Sheikh Abdul Aziz bin Abdullah bin Baz, a highly respected Islamic scholar from Saudi Arabia, emphasized the importance of ensuring that any armed conflict, termed as Jihad, must not bring about greater harm than good.

In his view, the ethical dimension of Jihad is paramount, and careful deliberation is necessary to prevent unnecessary harm.

For more on Ibn Baz’s views, click here.

Al-Albani’s Contributions to Ethical Jihad

Sheikh Muhammad Nasiruddin Al-Albani, known for his contributions to Hadith studies, shared a similar viewpoint regarding the ethical dimensions of Jihad.

He asserted that Jihad should only be pursued after a thorough examination of potential consequences and that the greater good must always prevail.

To access Al-Albani’s perspective, click here.

Ibn Uthaymeen’s Advocacy for Caution

Sheikh Muhammad ibn Saleh Al-Uthaymeen, another prominent Islamic scholar, supported the idea that Jihad must not result in greater harm to the nation and its people.

He underscored the need for a measured and cautious approach, ensuring that the principles of ethics and justice are upheld.

For more insights from Ibn Uthaymeen, click here.

Al-Fawzan’s Commitment to Ethical Principles

While the post by Dr. Al-Suhaymi did not provide a direct reference to Sheikh Saleh Al-Fawzan, this contemporary scholar is also known for advocating ethical principles in various aspects of Islamic jurisprudence.

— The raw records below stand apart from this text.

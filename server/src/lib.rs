use axum::{
    extract::{Path, Query, State},
    http::{HeaderMap, StatusCode},
    routing::{get, post},
    Json, Router,
};
use bookrank_core::similarity::ProgressSnapshot;
use bookrank_core::{CancellationToken, CategoryCount, DocId, Document, Error, RecomputeReport, SearchEngine};
use parking_lot::Mutex;
use serde::{Deserialize, Serialize};
use std::sync::Arc;
use tower_http::cors::{AllowOrigin, Any, CorsLayer};
use tower_http::trace::TraceLayer;

const MAX_LIMIT: usize = 100;

type ApiResult<T> = Result<Json<T>, (StatusCode, String)>;

#[derive(Deserialize)]
pub struct KeywordParams {
    pub keyword: String,
}

#[derive(Deserialize)]
pub struct RegexParams {
    pub expression: String,
}

#[derive(Deserialize)]
pub struct LimitParams {
    pub limit: Option<usize>,
}

#[derive(Deserialize)]
pub struct PageParams {
    #[serde(default)]
    pub page: usize,
    #[serde(default = "default_size")]
    pub size: usize,
}
fn default_size() -> usize { 10 }

/// A book as served to clients. The top-term bag stays internal.
#[derive(Serialize)]
pub struct BookView {
    pub id: DocId,
    pub title: String,
    pub authors: String,
    pub description: Option<String>,
    pub image_url: Option<String>,
    pub categories: String,
    pub download_count: u32,
    pub language: Option<String>,
    pub word_count: Option<u32>,
    pub text_url: Option<String>,
    pub centrality: f64,
}

impl From<&Document> for BookView {
    fn from(d: &Document) -> Self {
        Self {
            id: d.id,
            title: d.title.clone(),
            authors: d.authors.clone(),
            description: d.description.clone(),
            image_url: d.image_url.clone(),
            categories: d.categories.clone(),
            download_count: d.download_count,
            language: d.language.clone(),
            word_count: d.word_count,
            text_url: d.text_url.clone(),
            centrality: d.centrality,
        }
    }
}

fn views(docs: Vec<Arc<Document>>) -> Vec<BookView> {
    docs.iter().map(|d| BookView::from(d.as_ref())).collect()
}

#[derive(Serialize)]
pub struct SearchResponse {
    pub query: String,
    pub took_s: f64,
    pub total_hits: usize,
    pub results: Vec<BookView>,
}

#[derive(Serialize)]
pub struct PageResponse {
    pub items: Vec<BookView>,
    pub page: usize,
    pub size: usize,
    pub total_items: usize,
    pub total_pages: usize,
}

#[derive(Serialize)]
pub struct RecomputeStatus {
    pub running: bool,
    pub progress: Option<ProgressSnapshot>,
}

#[derive(Clone)]
pub struct AppState {
    pub engine: Arc<SearchEngine>,
    pub admin_token: Option<String>,
    /// Cancellation handle of the recompute started through this server, if any.
    pub recompute: Arc<Mutex<Option<CancellationToken>>>,
}

/// Build the router, reading `ADMIN_TOKEN` and `CORS_ALLOW_ORIGIN` from the environment.
pub fn build_app(engine: Arc<SearchEngine>) -> Router {
    let admin_token = std::env::var("ADMIN_TOKEN").ok();
    build_app_with(engine, admin_token)
}

pub fn build_app_with(engine: Arc<SearchEngine>, admin_token: Option<String>) -> Router {
    let state = AppState { engine, admin_token, recompute: Arc::new(Mutex::new(None)) };

    // CORS: read CORS_ALLOW_ORIGIN (comma-separated) or allow Any by default
    let cors = match std::env::var("CORS_ALLOW_ORIGIN") {
        Ok(val) => {
            let origins: Vec<_> = val.split(',').filter_map(|s| s.trim().parse().ok()).collect();
            if origins.is_empty() {
                CorsLayer::new().allow_origin(Any).allow_methods(Any).allow_headers(Any)
            } else {
                CorsLayer::new().allow_origin(AllowOrigin::list(origins)).allow_methods(Any).allow_headers(Any)
            }
        }
        Err(_) => CorsLayer::new().allow_origin(Any).allow_methods(Any).allow_headers(Any),
    };

    Router::new()
        .route("/health", get(|| async { "ok" }))
        .route("/api/books/search", get(search_handler))
        .route("/api/books/search-regex", get(search_regex_handler))
        .route("/api/books/popular", get(popular_handler))
        .route("/api/books/top-categories", get(top_categories_handler))
        .route("/api/books/category/:name", get(category_handler))
        .route("/api/books/all", get(all_handler))
        .route("/api/books/:id", get(book_handler))
        .route("/api/books/:id/suggestions", get(suggestions_handler))
        .route("/api/books/refresh", post(refresh_handler))
        .route("/api/books/recalculate-centralities", post(recompute_handler))
        .route("/api/books/recalculate-centralities/cancel", post(cancel_handler))
        .route("/api/books/recalculate-centralities/status", get(status_handler))
        .with_state(state)
        .layer(cors)
        .layer(TraceLayer::new_for_http())
}

fn limit_or(params: &LimitParams, default: usize) -> usize {
    params.limit.unwrap_or(default).min(MAX_LIMIT)
}

fn error_response(err: Error) -> (StatusCode, String) {
    let status = match &err {
        Error::InvalidPattern { .. } | Error::InvalidPagination(_) => StatusCode::BAD_REQUEST,
        Error::RecomputeInProgress | Error::Cancelled => StatusCode::CONFLICT,
        Error::UnknownDocument(_) => StatusCode::NOT_FOUND,
        _ => StatusCode::INTERNAL_SERVER_ERROR,
    };
    (status, err.to_string())
}

pub async fn search_handler(State(state): State<AppState>, Query(params): Query<KeywordParams>) -> Json<SearchResponse> {
    let start = std::time::Instant::now();
    let results = views(state.engine.search_by_keyword(&params.keyword));
    Json(SearchResponse { query: params.keyword, took_s: start.elapsed().as_secs_f64(), total_hits: results.len(), results })
}

pub async fn search_regex_handler(State(state): State<AppState>, Query(params): Query<RegexParams>) -> ApiResult<SearchResponse> {
    let start = std::time::Instant::now();
    let hits = state.engine.search_by_regex(&params.expression).map_err(error_response)?;
    let results = views(hits);
    Ok(Json(SearchResponse { query: params.expression, took_s: start.elapsed().as_secs_f64(), total_hits: results.len(), results }))
}

pub async fn popular_handler(State(state): State<AppState>, Query(params): Query<LimitParams>) -> Json<Vec<BookView>> {
    let limit = limit_or(&params, state.engine.config().popular_limit);
    Json(views(state.engine.top_downloaded(limit)))
}

pub async fn top_categories_handler(State(state): State<AppState>, Query(params): Query<LimitParams>) -> Json<Vec<CategoryCount>> {
    let limit = limit_or(&params, state.engine.config().categories_limit);
    Json(state.engine.top_categories(limit))
}

pub async fn category_handler(
    State(state): State<AppState>,
    Path(name): Path<String>,
    Query(params): Query<LimitParams>,
) -> Json<Vec<BookView>> {
    let limit = limit_or(&params, state.engine.config().by_category_limit);
    Json(views(state.engine.by_category(&name, limit)))
}

pub async fn all_handler(State(state): State<AppState>, Query(params): Query<PageParams>) -> ApiResult<PageResponse> {
    let page = state.engine.list_by_centrality(params.page, params.size).map_err(error_response)?;
    Ok(Json(PageResponse {
        items: views(page.items),
        page: page.page_index,
        size: page.page_size,
        total_items: page.total_items,
        total_pages: page.total_pages,
    }))
}

pub async fn book_handler(State(state): State<AppState>, Path(id): Path<DocId>) -> ApiResult<BookView> {
    match state.engine.get(id) {
        Some(doc) => Ok(Json(BookView::from(doc.as_ref()))),
        None => Err((StatusCode::NOT_FOUND, format!("book {id} not found"))),
    }
}

pub async fn suggestions_handler(
    State(state): State<AppState>,
    Path(id): Path<DocId>,
    Query(params): Query<LimitParams>,
) -> ApiResult<Vec<BookView>> {
    let limit = limit_or(&params, state.engine.config().suggestions_limit);
    let docs = state.engine.suggestions_for(id, limit).map_err(error_response)?;
    Ok(Json(views(docs)))
}

// --- Admin endpoints ---
async fn refresh_handler(State(state): State<AppState>, headers: HeaderMap) -> ApiResult<serde_json::Value> {
    authorize(&state, &headers)?;
    let engine = Arc::clone(&state.engine);
    tokio::task::spawn_blocking(move || engine.refresh())
        .await
        .map_err(|e| (StatusCode::INTERNAL_SERVER_ERROR, e.to_string()))?
        .map_err(error_response)?;
    Ok(Json(serde_json::json!({ "documents": state.engine.snapshot().len() })))
}

struct ClearSlot(Arc<Mutex<Option<CancellationToken>>>);

impl Drop for ClearSlot {
    fn drop(&mut self) {
        self.0.lock().take();
    }
}

/// Runs the full recompute on the blocking pool and answers once it is done.
async fn recompute_handler(State(state): State<AppState>, headers: HeaderMap) -> ApiResult<RecomputeReport> {
    authorize(&state, &headers)?;
    let token = {
        let mut slot = state.recompute.lock();
        if slot.is_some() {
            return Err(error_response(Error::RecomputeInProgress));
        }
        let token = CancellationToken::new();
        *slot = Some(token.clone());
        token
    };

    // Dropped handler futures (client gone) must still free the slot.
    let _clear = ClearSlot(Arc::clone(&state.recompute));
    let engine = Arc::clone(&state.engine);
    let joined = tokio::task::spawn_blocking(move || engine.recompute_centrality(&token)).await;

    let report = joined
        .map_err(|e| (StatusCode::INTERNAL_SERVER_ERROR, e.to_string()))?
        .map_err(error_response)?;
    Ok(Json(report))
}

async fn cancel_handler(State(state): State<AppState>, headers: HeaderMap) -> ApiResult<serde_json::Value> {
    authorize(&state, &headers)?;
    let cancelled = match state.recompute.lock().as_ref() {
        Some(token) => {
            token.cancel();
            true
        }
        None => false,
    };
    Ok(Json(serde_json::json!({ "cancelled": cancelled })))
}

async fn status_handler(State(state): State<AppState>) -> Json<RecomputeStatus> {
    let progress = state.engine.recompute_progress();
    Json(RecomputeStatus { running: progress.is_some(), progress })
}

fn authorize(state: &AppState, headers: &HeaderMap) -> Result<(), (StatusCode, String)> {
    let required = match &state.admin_token {
        Some(t) => t,
        None => return Err((StatusCode::UNAUTHORIZED, "ADMIN_TOKEN not set".into())),
    };
    let provided = headers.get("X-ADMIN-TOKEN").and_then(|v| v.to_str().ok()).unwrap_or("");
    if provided == required {
        Ok(())
    } else {
        Err((StatusCode::UNAUTHORIZED, "invalid admin token".into()))
    }
}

His views on Jihad align with those of Ibn Baz, Al-Albani, and Ibn Uthaymeen, emphasizing the ethical and compassionate dimensions of armed conflict.

The consensus among these eminent Sunni Salafi scholars emphasizes that Jihad is not a carte blanche for violence, it is subject to strict ethical conditions.

The primary criterion is that Jihad should bring about greater good and not result in greater harm to the country and its people. The preservation of human life and well-being is of paramount importance, underlining the importance of deliberation, patience, and the avoidance of indiscriminate violence.

This clarion call for ethical Jihad resonates in the modern world, where it serves as a reminder of the moral framework within which Jihad is understood within the Sunni Islamic tradition.

These teachings stress the importance of preserving human life, minimizing harm, and ensuring that armed conflict is only resorted to as a last, carefully considered resort.